* **Material provided**

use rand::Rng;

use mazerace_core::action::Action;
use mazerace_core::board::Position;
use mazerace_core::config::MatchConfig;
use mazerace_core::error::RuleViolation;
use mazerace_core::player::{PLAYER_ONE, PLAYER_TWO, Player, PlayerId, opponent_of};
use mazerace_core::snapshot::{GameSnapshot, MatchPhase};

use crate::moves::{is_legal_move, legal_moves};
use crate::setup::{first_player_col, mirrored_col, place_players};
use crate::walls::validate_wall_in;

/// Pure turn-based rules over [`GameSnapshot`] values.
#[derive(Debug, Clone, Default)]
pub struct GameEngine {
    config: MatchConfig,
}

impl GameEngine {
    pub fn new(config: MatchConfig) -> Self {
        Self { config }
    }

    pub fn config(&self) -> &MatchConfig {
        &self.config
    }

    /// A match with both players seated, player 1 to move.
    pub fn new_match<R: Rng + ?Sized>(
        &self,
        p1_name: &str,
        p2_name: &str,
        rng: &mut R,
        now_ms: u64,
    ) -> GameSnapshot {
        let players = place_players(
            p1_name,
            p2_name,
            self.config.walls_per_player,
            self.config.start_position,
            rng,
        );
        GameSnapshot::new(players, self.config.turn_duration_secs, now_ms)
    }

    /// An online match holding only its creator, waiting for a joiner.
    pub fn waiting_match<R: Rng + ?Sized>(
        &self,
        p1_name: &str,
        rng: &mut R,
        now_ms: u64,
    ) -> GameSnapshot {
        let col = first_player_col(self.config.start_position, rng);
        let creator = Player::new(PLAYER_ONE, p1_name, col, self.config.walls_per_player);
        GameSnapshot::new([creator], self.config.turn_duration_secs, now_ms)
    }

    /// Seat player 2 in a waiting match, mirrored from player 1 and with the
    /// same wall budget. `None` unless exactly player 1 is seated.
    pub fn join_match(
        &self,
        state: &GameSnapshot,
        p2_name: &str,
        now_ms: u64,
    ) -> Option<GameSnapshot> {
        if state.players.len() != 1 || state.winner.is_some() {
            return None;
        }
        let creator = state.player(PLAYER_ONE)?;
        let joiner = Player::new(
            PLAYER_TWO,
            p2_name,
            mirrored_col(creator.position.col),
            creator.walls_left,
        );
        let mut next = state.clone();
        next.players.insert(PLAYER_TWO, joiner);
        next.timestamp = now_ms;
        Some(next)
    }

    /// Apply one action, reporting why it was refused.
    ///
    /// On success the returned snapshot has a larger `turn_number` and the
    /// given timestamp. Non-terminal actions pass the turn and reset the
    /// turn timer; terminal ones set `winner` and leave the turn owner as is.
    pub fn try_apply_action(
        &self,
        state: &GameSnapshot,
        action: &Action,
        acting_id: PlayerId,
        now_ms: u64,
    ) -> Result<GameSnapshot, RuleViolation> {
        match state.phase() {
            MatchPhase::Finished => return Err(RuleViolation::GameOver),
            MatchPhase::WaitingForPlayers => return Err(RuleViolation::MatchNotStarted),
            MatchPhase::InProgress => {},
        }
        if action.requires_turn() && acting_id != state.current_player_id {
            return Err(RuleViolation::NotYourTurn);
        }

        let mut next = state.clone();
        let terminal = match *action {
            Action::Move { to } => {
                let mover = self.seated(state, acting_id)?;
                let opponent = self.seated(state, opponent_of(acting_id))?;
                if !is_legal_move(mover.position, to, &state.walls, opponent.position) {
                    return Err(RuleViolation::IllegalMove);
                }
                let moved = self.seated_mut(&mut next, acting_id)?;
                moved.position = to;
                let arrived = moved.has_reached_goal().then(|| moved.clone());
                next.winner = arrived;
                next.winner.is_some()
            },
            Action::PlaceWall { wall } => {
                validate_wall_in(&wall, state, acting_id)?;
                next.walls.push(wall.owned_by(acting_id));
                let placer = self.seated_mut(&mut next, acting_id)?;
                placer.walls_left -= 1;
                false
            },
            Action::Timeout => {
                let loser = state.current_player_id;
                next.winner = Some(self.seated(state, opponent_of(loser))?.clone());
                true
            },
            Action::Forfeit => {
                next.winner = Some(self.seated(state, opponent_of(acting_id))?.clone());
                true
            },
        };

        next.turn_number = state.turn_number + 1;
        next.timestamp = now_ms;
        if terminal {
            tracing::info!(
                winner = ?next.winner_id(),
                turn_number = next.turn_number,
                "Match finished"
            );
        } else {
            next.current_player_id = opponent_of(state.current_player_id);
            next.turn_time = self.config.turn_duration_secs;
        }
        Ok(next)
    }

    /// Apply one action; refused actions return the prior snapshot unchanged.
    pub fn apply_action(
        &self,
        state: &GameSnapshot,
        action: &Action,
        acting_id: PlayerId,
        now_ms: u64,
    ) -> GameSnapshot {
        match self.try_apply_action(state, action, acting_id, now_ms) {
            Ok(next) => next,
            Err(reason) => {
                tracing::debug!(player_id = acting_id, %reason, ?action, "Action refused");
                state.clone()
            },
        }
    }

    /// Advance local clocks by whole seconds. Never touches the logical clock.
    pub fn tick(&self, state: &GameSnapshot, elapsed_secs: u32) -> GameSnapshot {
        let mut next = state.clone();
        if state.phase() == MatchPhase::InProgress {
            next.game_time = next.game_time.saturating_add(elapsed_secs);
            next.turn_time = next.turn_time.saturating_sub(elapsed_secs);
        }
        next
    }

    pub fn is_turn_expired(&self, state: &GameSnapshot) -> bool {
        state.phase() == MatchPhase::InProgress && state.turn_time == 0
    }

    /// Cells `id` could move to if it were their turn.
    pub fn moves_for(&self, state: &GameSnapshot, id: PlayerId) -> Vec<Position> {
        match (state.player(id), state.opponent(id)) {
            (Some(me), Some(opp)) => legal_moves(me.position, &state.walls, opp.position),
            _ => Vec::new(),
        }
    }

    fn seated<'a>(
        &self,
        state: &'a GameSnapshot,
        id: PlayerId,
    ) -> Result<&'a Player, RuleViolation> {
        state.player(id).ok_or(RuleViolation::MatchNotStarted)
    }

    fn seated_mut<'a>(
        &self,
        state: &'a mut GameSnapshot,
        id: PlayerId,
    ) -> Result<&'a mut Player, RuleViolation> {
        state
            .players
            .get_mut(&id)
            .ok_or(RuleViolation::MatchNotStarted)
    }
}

* **The task**
The complete listing must be printed again exactly as given.

* **Task response**
use rand::Rng;

use mazerace_core::action::Action;
use mazerace_core::board::Position;
use mazerace_core::config::MatchConfig;
use mazerace_core::error::RuleViolation;
use mazerace_core::player::{PLAYER_ONE, PLAYER_TWO, Player, PlayerId, opponent_of};
use mazerace_core::snapshot::{GameSnapshot, MatchPhase};

use crate::moves::{is_legal_move, legal_moves};
use crate::setup::{first_player_col, mirrored_col, place_players};
use crate::walls::validate_wall_in;

/// Pure turn-based rules over [`GameSnapshot`] values.
#[derive(Debug, Clone, Default)]
pub struct GameEngine {
    config: MatchConfig,
}

impl GameEngine {
    pub fn new(config: MatchConfig) -> Self {
        Self { config }
    }

    pub fn config(&self) -> &MatchConfig {
        &self.config
    }

    /// A match with both players seated, player 1 to move.
    pub fn new_match<R: Rng + ?Sized>(
        &self,
        p1_name: &str,
        p2_name: &str,
        rng: &mut R,
        now_ms: u64,
    ) -> GameSnapshot {
        let players = place_players(
            p1_name,
            p2_name,
            self.config.walls_per_player,
            self.config.start_position,
            rng,
        );
        GameSnapshot::new(players, self.config.turn_duration_secs, now_ms)
    }

    /// An online match holding only its creator, waiting for a joiner.
    pub fn waiting_match<R: Rng + ?Sized>(
        &self,
        p1_name: &str,
        rng: &mut R,
        now_ms: u64,
    ) -> GameSnapshot {
        let col = first_player_col(self.config.start_position, rng);
        let creator = Player::new(PLAYER_ONE, p1_name, col, self.config.walls_per_player);
        GameSnapshot::new([creator], self.config.turn_duration_secs, now_ms)
    }

    /// Seat player 2 in a waiting match, mirrored from player 1 and with the
    /// same wall budget. `None` unless exactly player 1 is seated.
    pub fn join_match(
        &self,
        state: &GameSnapshot,
        p2_name: &str,
        now_ms: u64,
    ) -> Option<GameSnapshot> {
        if state.players.len() != 1 || state.winner.is_some() {
            return None;
        }
        let creator = state.player(PLAYER_ONE)?;
        let joiner = Player::new(
            PLAYER_TWO,
            p2_name,
            mirrored_col(creator.position.col),
            creator.walls_left,
        );
        let mut next = state.clone();
        next.players.insert(PLAYER_TWO, joiner);
        next.timestamp = now_ms;
        Some(next)
    }

    /// Apply one action, reporting why it was refused.
    ///
    /// On success the returned snapshot has a larger `turn_number` and the
    /// given timestamp. Non-terminal actions pass the turn and reset the
    /// turn timer; terminal ones set `winner` and leave the turn owner as is.
    pub fn try_apply_action(
        &self,
        state: &GameSnapshot,
        action: &Action,
        acting_id: PlayerId,
        now_ms: u64,
    ) -> Result<GameSnapshot, RuleViolation> {
        match state.phase() {
            MatchPhase::Finished => return Err(RuleViolation::GameOver),
            MatchPhase::WaitingForPlayers => return Err(RuleViolation::MatchNotStarted),
            MatchPhase::InProgress => {},
        }
        if action.requires_turn() && acting_id != state.current_player_id {
            return Err(RuleViolation::NotYourTurn);
        }

        let mut next = state.clone();
        let terminal = match *action {
            Action::Move { to } => {
                let mover = self.seated(state, acting_id)?;
                let opponent = self.seated(state, opponent_of(acting_id))?;
                if !is_legal_move(mover.position, to, &state.walls, opponent.position) {
                    return Err(RuleViolation::IllegalMove);
                }
                let moved = self.seated_mut(&mut next, acting_id)?;
                moved.position = to;
                let arrived = moved.has_reached_goal().then(|| moved.clone());
                next.winner = arrived;
                next.winner.is_some()
            },
            Action::PlaceWall { wall } => {
                validate_wall_in(&wall, state, acting_id)?;
                next.walls.push(wall.owned_by(acting_id));
                let placer = self.seated_mut(&mut next, acting_id)?;
                placer.walls_left -= 1;
                false
            },
            Action::Timeout => {
                let loser = state.current_player_id;
                next.winner = Some(self.seated(state, opponent_of(loser))?.clone());
                true
            },
            Action::Forfeit => {
                next.winner = Some(self.seated(state, opponent_of(acting_id))?.clone());
                true
            },
        };

        next.turn_number = state.turn_number + 1;
        next.timestamp = now_ms;
        if terminal {
            tracing::info!(
                winner = ?next.winner_id(),
                turn_number = next.turn_number,
                "Match finished"
            );
        } else {
            next.current_player_id = opponent_of(state.current_player_id);
            next.turn_time = self.config.turn_duration_secs;
        }
        Ok(next)
    }

    /// Apply one action; refused actions return the prior snapshot unchanged.
    pub fn apply_action(
        &self,
        state: &GameSnapshot,
        action: &Action,
        acting_id: PlayerId,
        now_ms: u64,
    ) -> GameSnapshot {
        match self.try_apply_action(state, action, acting_id, now_ms) {
            Ok(next) => next,
            Err(reason) => {
                tracing::debug!(player_id = acting_id, %reason, ?action, "Action refused");
                state.clone()
            },
        }
    }

    /// Advance local clocks by whole seconds. Never touches the logical clock.
    pub fn tick(&self, state: &GameSnapshot, elapsed_secs: u32) -> GameSnapshot {
        let mut next = state.clone();
        if state.phase() == MatchPhase::InProgress {
            next.game_time = next.game_time.saturating_add(elapsed_secs);
            next.turn_time = next.turn_time.saturating_sub(elapsed_secs);
        }
        next
    }

    pub fn is_turn_expired(&self, state: &GameSnapshot) -> bool {
        state.phase() == MatchPhase::InProgress && state.turn_time == 0
    }

    /// Cells `id` could move to if it were their turn.
    pub fn moves_for(&self, state: &GameSnapshot, id: PlayerId) -> Vec<Position> {
        match (state.player(id), state.opponent(id)) {
            (Some(me), Some(opp)) => legal_moves(me.position, &state.walls, opp.position),
            _ => Vec::new(),
        }
    }

    fn seated<'a>(
        &self,
        state: &'a GameSnapshot,
        id: PlayerId,
    ) -> Result<&'a Player, RuleViolation> {
        state.player(id).ok_or(RuleViolation::MatchNotStarted)
    }

    fn seated_mut<'a>(
        &self,
        state: &'a mut GameSnapshot,
        id: PlayerId,
    ) -> Result<&'a mut Player, RuleViolation> {
        state
            .players
            .get_mut(&id)
            .ok_or(RuleViolation::MatchNotStarted)
    }
}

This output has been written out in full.